MySQL NDB Cluster 8.3 Release Notes  /  Changes in MySQL NDB Cluster 8.3.0 (2024-01-16, Innovation Release)

Changes in MySQL NDB Cluster 8.3.0 (2024-01-16, Innovation Release)

MySQL NDB Cluster 8.3 is an Innovation release of NDB 8.3, based on MySQL Server 8.3 and including features in version 8.3 of the NDB storage engine, as well as fixing recently discovered bugs in previous NDB Cluster releases.

Obtaining NDB Cluster 8.3.  NDB Cluster 8.3 source code and binaries can be obtained from

For an overview of changes made in NDB Cluster 8.3, see What is New in MySQL NDB Cluster 8.3.

This release also incorporates all bug fixes and changes made in previous NDB Cluster releases, as well as all bug fixes and feature changes made in mainline MySQL 8.3 (see Changes in MySQL 8.3.0 (2024-01-16, Innovation Release)).

Compilation Notes

  • NDB Cluster APIs: In MySQL 8.0 and later, it was necessary to build MGM API applications using a C++ compiler. In addition, the compiler requirements for both NDB API and MGM API applications were not consistent between NDB Cluster releases. This fix addresses both issues as follows:

    • MGM API applications now require a C compiler that supports C99 or later.

    • NDB API applications now require a compiler that supports C++11 or later.

    Pre-release testing has also been improved to ensure that future versions of the APIs continue to meet these requirements.

    For more detailed information about language support and compiler requirements for building NDB Cluster API applications, including those for previous versions of NDB, see General Requirements. (WL #15908)

  • NDB Cluster did not compile correctly on Ubuntu 23.10. (Bug #35847193)

  • It is now possible to build NDB Cluster for the s390x platform.

    Our thanks to Namrata Bhave for the contribution. (Bug #110807, Bug #35330936)

Functionality Added or Changed

  • This release implements support for network communications between NDB nodes secured by Transport Layer Security (TLS) and Internet Public Key Infrastructure (PKI) to authenticate and encrypt connections, and between the NDB management server and its clients. TLS is applied both to the NDB Transporter Protocol, and to the NDB Management Protocol. In both cases, this is done using TLS mutual authentication.

    (Connections that use the MySQL client protocol employ MySQL user authentication which can use TLS; see Using Encrypted Connections, for more information.)

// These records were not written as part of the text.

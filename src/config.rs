//! Compiled-in settings: data sources, category boundaries, quality rule.

pub const WHITE_WINE_URL: &str =
    "https://raw.githubusercontent.com/mnogoruk/visualization/main/winequality-white.csv";
pub const RED_WINE_URL: &str =
    "https://raw.githubusercontent.com/mnogoruk/visualization/main/winequality-red.csv";

/// Field separator of both source tables.
pub const SOURCE_DELIMITER: u8 = b';';

/// Upper residual-sugar bounds (g/dm³, inclusive) of dry, semi-dry and
/// semi-sweet wines. Anything above the last is sweet.
pub const DRY_MAX_SUGAR: f64 = 3.0;
pub const SEMI_DRY_MAX_SUGAR: f64 = 7.0;
pub const SEMI_SWEET_MAX_SUGAR: f64 = 12.0;

/// Four thresholds a wine must strictly pass to count as meeting a quality bar.
#[derive(Debug, Clone, Copy, PartialEq)]
pub struct QualityRule {
    pub min_alcohol: f64,
    pub max_volatile_acidity: f64,
    pub min_ph: f64,
    pub max_ph: f64,
}

pub const EUROPEAN_QUALITY: QualityRule = QualityRule {
    min_alcohol: 8.5,
    max_volatile_acidity: 1.2,
    min_ph: 2.8,
    max_ph: 3.6,
};

/// Initial and minimum size of each figure window.
pub const WINDOW_SIZE: [f32; 2] = [1200.0, 640.0];
pub const WINDOW_MIN_SIZE: [f32; 2] = [600.0, 400.0];
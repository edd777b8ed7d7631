use std::fmt;

// ---------------------------------------------------------------------------
// Value – a single cell of the wine table
// ---------------------------------------------------------------------------

/// A dynamically-typed cell value, inferred per cell while parsing.
#[derive(Debug, Clone, PartialEq)]
pub enum Value {
    Float(f64),
    Integer(i64),
    Text(String),
    Null,
}

impl fmt::Display for Value {
    fn fmt(&self, f: &mut fmt::Formatter<'_>) -> fmt::Result {
        match self {
            Value::Float(v) => write!(f, "{v:.4}"),
            Value::Integer(i) => write!(f, "{i}"),
            Value::Text(s) => write!(f, "{s}"),
            Value::Null => write!(f, "<null>"),
        }
    }
}

/// Cell contents read as missing, in addition to the empty cell.
const NA_MARKERS: &[&str] = &[
    "#N/A", "#N/A N/A", "#NA", "-1.#IND", "-1.#QNAN", "-NaN", "-nan", "1.#IND", "1.#QNAN",
    "<NA>", "N/A", "NA", "NULL", "NaN", "None", "n/a", "nan", "null",
];

impl Value {
    /// Infer the type of a raw cell: empty or an NA marker → `Null`, then
    /// integer, float, text.
    pub fn parse(raw: &str) -> Self {
        let s = raw.trim();
        if s.is_empty() || NA_MARKERS.contains(&s) {
            return Value::Null;
        }
        if let Ok(i) = s.parse::<i64>() {
            return Value::Integer(i);
        }
        if let Ok(f) = s.parse::<f64>() {
            return Value::Float(f);
        }
        Value::Text(s.to_string())
    }

    /// Numeric view of the cell, `None` for text and nulls.
    pub fn as_f64(&self) -> Option<f64> {
        match self {
            Value::Float(v) => Some(*v),
            Value::Integer(i) => Some(*i as f64),
            _ => None,
        }
    }

    pub fn is_null(&self) -> bool {
        matches!(self, Value::Null)
    }
}

// ---------------------------------------------------------------------------
// Columns
// ---------------------------------------------------------------------------

#[derive(Debug, Clone, Copy, PartialEq, Eq)]
pub enum ColumnKind {
    /// Every non-null cell is a number.
    Numeric,
    Categorical,
}

#[derive(Debug, Clone, PartialEq, Eq)]
pub struct Column {
    pub name: String,
    pub kind: ColumnKind,
}

static NULL: Value = Value::Null;

/// Name of the column appended by the loader to tag each row's origin.
pub const TYPE_COLUMN: &str = "type";

/// Origin of a row: which of the two source tables it came from.
#[derive(Debug, Clone, Copy, PartialEq, Eq, Hash)]
pub enum WineType {
    White,
    Red,
}

impl WineType {
    /// Literal written into the `type` column.
    pub fn label(&self) -> &'static str {
        match self {
            WineType::White => "white",
            WineType::Red => "red",
        }
    }
}

impl fmt::Display for WineType {
    fn fmt(&self, f: &mut fmt::Formatter<'_>) -> fmt::Result {
        f.write_str(self.label())
    }
}

// ---------------------------------------------------------------------------
// WineRecord – one row of the table
// ---------------------------------------------------------------------------

/// One wine: cells aligned with [`WineDataset::columns`].
#[derive(Debug, Clone, PartialEq)]
pub struct WineRecord {
    pub cells: Vec<Value>,
}

// ---------------------------------------------------------------------------
// WineDataset – the unified table
// ---------------------------------------------------------------------------

/// The merged dataset: ordered columns and every row from both sources.
#[derive(Debug, Clone, PartialEq)]
pub struct WineDataset {
    pub columns: Vec<Column>,
    pub records: Vec<WineRecord>,
}

impl WineDataset {
    /// Build a dataset from raw rows, inferring each column's kind.
    ///
    /// Rows shorter than the header are padded with `Null`.
    pub fn from_records(names: Vec<String>, mut records: Vec<WineRecord>) -> Self {
        for rec in &mut records {
            rec.cells.resize(names.len(), Value::Null);
        }
        let columns = names
            .into_iter()
            .enumerate()
            .map(|(idx, name)| {
                let numeric = records.iter().all(|r| {
                    let cell = &r.cells[idx];
                    cell.is_null() || cell.as_f64().is_some()
                });
                let kind = if numeric {
                    ColumnKind::Numeric
                } else {
                    ColumnKind::Categorical
                };
                Column { name, kind }
            })
            .collect();
        WineDataset { columns, records }
    }

    /// Number of wines.
    pub fn len(&self) -> usize {
        self.records.len()
    }

    pub fn is_empty(&self) -> bool {
        self.records.is_empty()
    }

    /// Position of a column by name.
    pub fn column_index(&self, name: &str) -> Option<usize> {
        self.columns.iter().position(|c| c.name == name)
    }

    #[cfg(test)]
    pub fn column(&self, name: &str) -> Option<&Column> {
        self.columns.iter().find(|c| c.name == name)
    }

    /// Names of all numeric columns, in table order.
    pub fn numeric_columns(&self) -> Vec<&str> {
        self.columns
            .iter()
            .filter(|c| c.kind == ColumnKind::Numeric)
            .map(|c| c.name.as_str())
            .collect()
    }

    /// Cell at `(row, col)`; out-of-range positions read as `Null`.
    pub fn cell(&self, row: usize, col: usize) -> &Value {
        self.records
            .get(row)
            .and_then(|r| r.cells.get(col))
            .unwrap_or(&NULL)
    }
}
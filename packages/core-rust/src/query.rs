//! Query model and evaluation.
//!
//! A [`Query`] targets one collection and carries equality filters, an
//! ordering, and an optional limit. Evaluation is defined here so every store
//! implementation orders results identically.

use std::cmp::Ordering;

use serde::{Deserialize, Serialize};

use crate::document::DocumentSnapshot;
use crate::path::CollectionPath;
use crate::types::Value;

/// Sort direction for a single ordering clause.
#[derive(Debug, Clone, Copy, PartialEq, Eq, Hash, Default, Serialize, Deserialize)]
#[serde(rename_all = "lowercase")]
pub enum SortDirection {
    #[default]
    Asc,
    Desc,
}

/// Equality filter on a single field.
#[derive(Debug, Clone, PartialEq, Serialize, Deserialize)]
pub struct Filter {
    pub field: String,
    pub value: Value,
}

/// One ordering clause.
#[derive(Debug, Clone, PartialEq, Eq, Serialize, Deserialize)]
pub struct OrderBy {
    pub field: String,
    pub direction: SortDirection,
}

/// A filtered, ordered, optionally limited view of a collection.
#[derive(Debug, Clone, PartialEq, Serialize, Deserialize)]
pub struct Query {
    pub collection: CollectionPath,
    #[serde(default)]
    pub filters: Vec<Filter>,
    #[serde(default)]
    pub order_by: Vec<OrderBy>,
    #[serde(skip_serializing_if = "Option::is_none", default)]
    pub limit: Option<usize>,
}

impl Query {
    /// All documents of `collection`, in document-id order.
    #[must_use]
    pub fn collection(collection: CollectionPath) -> Self {
        Self {
            collection,
            filters: Vec::new(),
            order_by: Vec::new(),
            limit: None,
        }
    }

    /// Adds an equality filter.
    #[must_use]
    pub fn where_eq(mut self, field: &str, value: impl Into<Value>) -> Self {
        self.filters.push(Filter {
            field: field.to_string(),
            value: value.into(),
        });
        self
    }

    /// Appends an ordering clause.
    #[must_use]
    pub fn order_by(mut self, field: &str, direction: SortDirection) -> Self {
        self.order_by.push(OrderBy {
            field: field.to_string(),
            direction,
        });
        self
    }

    /// Caps the result set.
    #[must_use]
    pub fn limit(mut self, limit: usize) -> Self {
        self.limit = Some(limit);
        self
    }

    /// Whether `doc` belongs to the result set, ignoring the limit.
    ///
    /// Documents missing an ordered-by field are excluded, as the hosted
    /// store does.
    #[must_use]
    pub fn matches(&self, doc: &DocumentSnapshot) -> bool {
        if doc.reference.parent() != &self.collection {
            return false;
        }
        let filters_hold = self.filters.iter().all(|filter| {
            doc.get(&filter.field)
                .is_some_and(|value| value.query_eq(&filter.value))
        });
        filters_hold && self.order_by.iter().all(|o| doc.get(&o.field).is_some())
    }

    /// Result-set ordering: each clause in turn, then document id ascending.
    #[must_use]
    pub fn compare(&self, a: &DocumentSnapshot, b: &DocumentSnapshot) -> Ordering {
        for clause in &self.order_by {
            let ord = match (a.get(&clause.field), b.get(&clause.field)) {
                (Some(x), Some(y)) => x.total_cmp(y),
                (None, Some(_)) => Ordering::Less,
                (Some(_), None) => Ordering::Greater,
                (None, None) => Ordering::Equal,
            };
            let ord = match clause.direction {
                SortDirection::Asc => ord,
                SortDirection::Desc => ord.reverse(),
            };
            if ord != Ordering::Equal {
                return ord;
            }
        }
        a.id().cmp(b.id())
    }

    /// Filters, sorts, and limits `docs` into this query's result set.
    #[must_use]
    pub fn apply<I>(&self, docs: I) -> Vec<DocumentSnapshot>
    where
        I: IntoIterator<Item = DocumentSnapshot>,
    {
        let mut results: Vec<DocumentSnapshot> =
            docs.into_iter().filter(|d| self.matches(d)).collect();
        results.sort_by(|a, b| self.compare(a, b));
        if let Some(limit) = self.limit {
            results.truncate(limit);
        }
        results
    }
}
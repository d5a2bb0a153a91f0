//! `StorageEngine` implementations.

mod hashmap;

pub use hashmap::HashMapStorage;
//! `FireEats` store: an in-memory implementation of the document store
//! contract defined in `fireeats-core`.
//!
//! - [`MemoryStore`]: documents, live queries, optimistic transactions
//! - [`FaultInjector`]: deterministic conflicts and write failures for tests
//! - [`storage`]: engine and mutation observer layers behind the store

pub mod config;
pub mod faults;
pub mod listeners;
pub mod memory;
pub mod storage;
mod transaction;

pub use config::StoreConfig;
pub use faults::FaultInjector;
pub use listeners::{diff_results, ListenerRegistry};
pub use memory::MemoryStore;
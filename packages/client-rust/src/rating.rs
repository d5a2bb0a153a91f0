//! Review submission: insert a review and fold it into the restaurant's
//! cached rating aggregate in one transaction.

use async_trait::async_trait;
use fireeats_core::{
    DocumentRef, DocumentSerializable, DocumentStore, Error, Restaurant, Result, Review,
    Transaction, TransactionFunction, RATINGS, RATING_RANGE,
};

/// Transaction body that adds one review to a restaurant.
///
/// Every attempt re-reads the restaurant, so the aggregate it writes is
/// always derived from a read taken in that same attempt.
#[derive(Debug, Clone)]
pub struct AddReview {
    restaurant: DocumentRef,
    review_ref: DocumentRef,
    review: Review,
}

impl AddReview {
    #[must_use]
    pub fn new(restaurant: DocumentRef, review_ref: DocumentRef, review: Review) -> Self {
        Self {
            restaurant,
            review_ref,
            review,
        }
    }

    #[must_use]
    pub fn review_ref(&self) -> &DocumentRef {
        &self.review_ref
    }
}

#[async_trait]
impl TransactionFunction for AddReview {
    async fn run(&self, txn: &mut dyn Transaction) -> Result<()> {
        let path = self.restaurant.path();
        let document = txn
            .get(&self.restaurant)
            .await?
            .ok_or_else(|| Error::NotFound { path: path.clone() })?;
        let current =
            Restaurant::from_fields(&document.fields).ok_or(Error::DataIntegrity { path })?;

        let updated = current.with_rating(self.review.rating);
        tracing::debug!(
            restaurant = %self.restaurant,
            count = updated.rating_count,
            average = updated.average_rating,
            "folding review into aggregate"
        );

        txn.set(&self.review_ref, self.review.to_fields());
        txn.update(&self.restaurant, updated.aggregate_fields());
        Ok(())
    }
}

/// Adds `review` under `<restaurant>/ratings` and updates the restaurant's
/// `numRatings` and `avgRating` atomically. Returns the new review's reference.
///
/// # Errors
///
/// - [`Error::InvalidArgument`] if the rating is outside `1..=5`; nothing is sent
/// - [`Error::NotFound`] / [`Error::DataIntegrity`] if the restaurant is missing
///   or not a valid restaurant
/// - [`Error::Aborted`] if the store gave up after repeated conflicts
/// - any other store error
pub async fn submit_review(
    store: &dyn DocumentStore,
    restaurant: &DocumentRef,
    review: &Review,
) -> Result<DocumentRef> {
    if !RATING_RANGE.contains(&review.rating) {
        return Err(Error::InvalidArgument(format!(
            "rating {} is outside {}..={}",
            review.rating,
            RATING_RANGE.start(),
            RATING_RANGE.end()
        )));
    }

    let review_ref = store.new_document(&restaurant.collection(RATINGS));
    let add = AddReview::new(restaurant.clone(), review_ref, review.clone());
    store.run_transaction(&add).await?;

    tracing::info!(
        restaurant = %restaurant,
        review = %add.review_ref(),
        rating = review.rating,
        "review submitted"
    );
    Ok(add.review_ref)
}
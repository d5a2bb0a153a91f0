//! `FireEats` Core — documents, queries, change events, and typed records.

pub mod clock;
pub mod document;
pub mod error;
pub mod models;
pub mod path;
pub mod query;
pub mod record;
pub mod traits;
pub mod types;

pub use clock::{ClockSource, ManualClock, SystemClock};
pub use document::{ChangeBatch, ChangeKind, DocumentChange, DocumentSnapshot};
pub use error::{Error, Result};
pub use models::{Author, Restaurant, Review, RATINGS, RATING_RANGE, RESTAURANTS};
pub use path::{CollectionPath, DocumentRef};
pub use query::{Filter, OrderBy, Query, SortDirection};
pub use record::DocumentSerializable;
pub use traits::{
    DocumentStore, ListenerRegistration, Subscription, Transaction, TransactionFunction,
};
pub use types::{FieldMap, Value};
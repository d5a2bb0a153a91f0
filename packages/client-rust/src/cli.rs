//! The `fireeats` demo: seed an in-memory store, list restaurants for a
//! filter selection, and optionally review the first one.
//!
//! Every flag can also be set through a `FIREEATS_*` environment variable.

use std::sync::Arc;

use anyhow::{anyhow, bail, Context};
use clap::Parser;
use fireeats_core::{Author, ClockSource, DocumentStore, Restaurant, Review, SystemClock};
use fireeats_store::{MemoryStore, StoreConfig};
use rand::rngs::StdRng;
use rand::SeedableRng;
use serde::Serialize;
use tokio::sync::mpsc;

use crate::collection::{CollectionUpdate, LocalCollection};
use crate::filters::{
    price_from_string, price_string, FilterSelection, CATEGORY_OPTIONS, CITY_OPTIONS,
    PRICE_OPTIONS, SORT_OPTIONS,
};
use crate::rating::submit_review;
use crate::seed::seed_restaurants;

/// Browse and review sample restaurants.
#[derive(Debug, Parser)]
#[command(name = "fireeats")]
#[command(version, about, long_about = None)]
pub struct Cli {
    /// Number of random restaurants to add before listing.
    #[arg(long, env = "FIREEATS_SEED", default_value_t = 20)]
    pub seed: usize,

    /// Seed for the sample-data generator. Random when unset.
    #[arg(long, env = "FIREEATS_RNG_SEED")]
    pub rng_seed: Option<u64>,

    /// Only restaurants of this category.
    #[arg(long, env = "FIREEATS_CATEGORY")]
    pub category: Option<String>,

    /// Only restaurants in this city.
    #[arg(long, env = "FIREEATS_CITY")]
    pub city: Option<String>,

    /// Only restaurants of this price tier: `$`, `$$` or `$$$`.
    #[arg(long, env = "FIREEATS_PRICE", value_parser = parse_price)]
    pub price: Option<i64>,

    /// Sort by `name`, `category`, `city` or `price`.
    #[arg(long, env = "FIREEATS_SORT_BY")]
    pub sort_by: Option<String>,

    /// Submit a review with this rating (1-5) for the first listed restaurant.
    #[arg(long, env = "FIREEATS_RATING")]
    pub rating: Option<i64>,

    /// Review text.
    #[arg(long, env = "FIREEATS_TEXT", default_value = "")]
    pub text: String,

    /// Reviewer's user id.
    #[arg(long, env = "FIREEATS_USER", default_value = "demo-user")]
    pub user: String,

    /// Reviewer's display name.
    #[arg(long, env = "FIREEATS_DISPLAY_NAME")]
    pub display_name: Option<String>,

    /// Output format.
    #[arg(long, env = "FIREEATS_FORMAT", default_value = "text")]
    pub format: OutputFormat,

    /// Print the filter choices and exit.
    #[arg(long)]
    pub list_filters: bool,
}

/// Output format.
#[derive(Debug, Clone, Copy, Default, PartialEq, Eq, clap::ValueEnum)]
pub enum OutputFormat {
    #[default]
    Text,
    Json,
}

fn parse_price(label: &str) -> Result<i64, String> {
    price_from_string(label).ok_or_else(|| format!("expected $, $$ or $$$, got {label:?}"))
}

impl Cli {
    #[must_use]
    pub fn filters(&self) -> FilterSelection {
        FilterSelection {
            category: self.category.clone(),
            city: self.city.clone(),
            price: self.price,
            sort_by: self.sort_by.clone(),
        }
    }
}

#[derive(Serialize)]
struct ReviewReport<'a> {
    review: String,
    restaurant: &'a Restaurant,
}

#[derive(Serialize)]
struct FilterChoices {
    categories: &'static [&'static str],
    cities: &'static [&'static str],
    prices: &'static [&'static str],
    sort_by: &'static [&'static str],
}

const FILTER_CHOICES: FilterChoices = FilterChoices {
    categories: CATEGORY_OPTIONS,
    cities: CITY_OPTIONS,
    prices: PRICE_OPTIONS,
    sort_by: SORT_OPTIONS,
};

fn print_filter_choices(format: OutputFormat) -> anyhow::Result<()> {
    match format {
        OutputFormat::Json => println!("{}", serde_json::to_string_pretty(&FILTER_CHOICES)?),
        OutputFormat::Text => {
            println!("categories: {}", FILTER_CHOICES.categories.join(", "));
            println!("cities: {}", FILTER_CHOICES.cities.join(", "));
            println!("prices: {}", FILTER_CHOICES.prices.join(", "));
            println!("sort by: {}", FILTER_CHOICES.sort_by.join(", "));
        }
    }
    Ok(())
}

type UpdateReceiver = mpsc::UnboundedReceiver<Result<usize, String>>;

async fn next_update(updates: &mut UpdateReceiver) -> anyhow::Result<usize> {
    match updates.recv().await {
        Some(Ok(changes)) => Ok(changes),
        Some(Err(error)) => Err(anyhow!("restaurant subscription failed: {error}")),
        None => bail!("restaurant subscription closed"),
    }
}

fn print_restaurants(restaurants: &[Restaurant], format: OutputFormat) -> anyhow::Result<()> {
    match format {
        OutputFormat::Json => println!("{}", serde_json::to_string_pretty(restaurants)?),
        OutputFormat::Text => {
            for (i, r) in restaurants.iter().enumerate() {
                println!(
                    "{:>2}. {} | {} | {} | {} | {:.2} ({} ratings)",
                    i + 1,
                    r.name,
                    r.category,
                    r.city,
                    price_string(r.price),
                    r.average_rating,
                    r.rating_count
                );
            }
        }
    }
    Ok(())
}

/// Runs the demo against a fresh in-memory store.
///
/// # Errors
///
/// Fails on invalid filters, a failed subscription, or a review the store
/// did not accept.
pub async fn run(cli: &Cli) -> anyhow::Result<()> {
    if cli.list_filters {
        return print_filter_choices(cli.format);
    }

    let store = Arc::new(MemoryStore::new(StoreConfig::default()));
    let mut rng = match cli.rng_seed {
        Some(seed) => StdRng::seed_from_u64(seed),
        None => StdRng::from_os_rng(),
    };
    seed_restaurants(store.as_ref(), cli.seed, &mut rng)
        .await
        .context("seeding sample restaurants")?;

    let selection = cli.filters();
    let query = selection.to_query()?;
    if !selection.is_empty() {
        tracing::info!(filters = ?selection.active_labels(), "filtering restaurants");
    }

    let (tx, mut updates) = mpsc::unbounded_channel();
    let restaurants = LocalCollection::<Restaurant>::new(
        Arc::clone(&store) as Arc<dyn DocumentStore>,
        query,
        move |update, _| {
            let event = match update {
                CollectionUpdate::Changed { changes, .. } => Ok(changes.len()),
                CollectionUpdate::Failed(error) => Err(error.to_string()),
            };
            let _ = tx.send(event);
        },
    );
    restaurants.listen()?;
    next_update(&mut updates).await?;
    print_restaurants(&restaurants.records(), cli.format)?;

    let Some(rating) = cli.rating else {
        return Ok(());
    };
    let Some(target) = restaurants.document(0) else {
        tracing::warn!("no restaurant matches the filters, nothing to review");
        return Ok(());
    };

    let author = Author::new(&cli.user, cli.display_name.as_deref());
    let review = Review::new(rating, &author, &cli.text, SystemClock.now_millis());
    let review_ref = match submit_review(store.as_ref(), &target.reference, &review).await {
        Ok(reference) => reference,
        Err(error) => {
            tracing::error!(restaurant = %target.reference, error = %error, "review was not saved");
            return Err(error.into());
        }
    };

    next_update(&mut updates).await?;
    let index = restaurants
        .index_of(&target.reference)
        .context("reviewed restaurant left the result set")?;
    let updated = restaurants.get(index)?;
    restaurants.stop_listening();

    match cli.format {
        OutputFormat::Json => {
            let report = ReviewReport {
                review: review_ref.path(),
                restaurant: &updated,
            };
            println!("{}", serde_json::to_string_pretty(&report)?);
        }
        OutputFormat::Text => println!(
            "{} now averages {:.2} over {} ratings",
            updated.name, updated.average_rating, updated.rating_count
        ),
    }
    Ok(())
}
//! `fireeats` binary entry point.

use clap::Parser;
use tracing_subscriber::{layer::SubscriberExt, util::SubscriberInitExt, EnvFilter};

use fireeats_client::cli::{self, Cli};

#[tokio::main]
async fn main() -> anyhow::Result<()> {
    tracing_subscriber::registry()
        .with(tracing_subscriber::fmt::layer().with_target(false))
        .with(EnvFilter::try_from_default_env().unwrap_or_else(|_| EnvFilter::new("info")))
        .init();

    let cli = Cli::parse();
    cli::run(&cli).await
}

    A new tool ndb_sign_keys can be used to create and manage CA, certificate files, and keys. You can generate a set of keys and certificates for all nodes in a cluster using ndb_sign_keys --create-key.

    Private keys are created in place, so that copying of files containing private keys is minimized. Both private keys and certificates are labeled as either active or pending; ndb_sign_keys also provides help with rotating keys to allow for pending keys to replace active keys before the active keys expire.

    You can test node TLS connections with ndb_mgm --test-tls, or from within the ndb_mgm client using the TLS INFO command. You can also obtain information about certificates used by cluster nodes by checking the ndbinfo certificates table.

    You can enforce a requirement for TLS on the cluster, by setting the appropriate client options and node configuration parameters. See Using TLS Connections, for details.

    Use of TLS connections is also now supported in NDB Cluster API applications. For information about MGM API support, see TLS Functions. The NDB API now provides configure_tls() get_tls_certificate_path() methods of Ndb_cluster_connection for setting up TLS connections by clients.

    For more information, see TLS Link Encryption for NDB Cluster, and ndb_sign_keys — Create, Sign, and Manage TLS Keys and Certificates for NDB Cluster. (WL #15135, WL #15154, WL #15166, WL #15521)

Bugs Fixed

  • NDB Replication: An internal thread memory usage self-check was too strict, invoking unnecessary file rotation and possibly increased memory usage. (Bug #35657932)

  • NDB Replication: CREATE USER on a source cluster caused SQL nodes attached to the replica clusters to exit. (Bug #34551954)

    References: See also: Bug #112775, Bug #33172887, Bug #33542052, Bug #35928350.

  • NDB Replication: Replicating a GRANT NDB_STORED_USER statement with replication filters enabled caused the SQL node to exit. This occured since the replication filter caused all non-updating queries to return an error, with the assumption that only changes needed to be replicated.

    Our thanks to Mikael Ronström for the contribution. (Bug #112775, Bug #35928350)

    References: See also: Bug #34551954, Bug #33172887, Bug #33542052.

  • NDB Replication: On an NDB Replication setup where an SQL node in a replica cluster had read_only=ON, a DROP DATABASE statement on the source cluster caused the SQL thread on the replica server to hang with Waiting for schema metadata lock.

  • NDB Cluster APIs: An event buffer overflow in the NDB API could cause a timeout while waiting for DROP TABLE. (Bug #35655162)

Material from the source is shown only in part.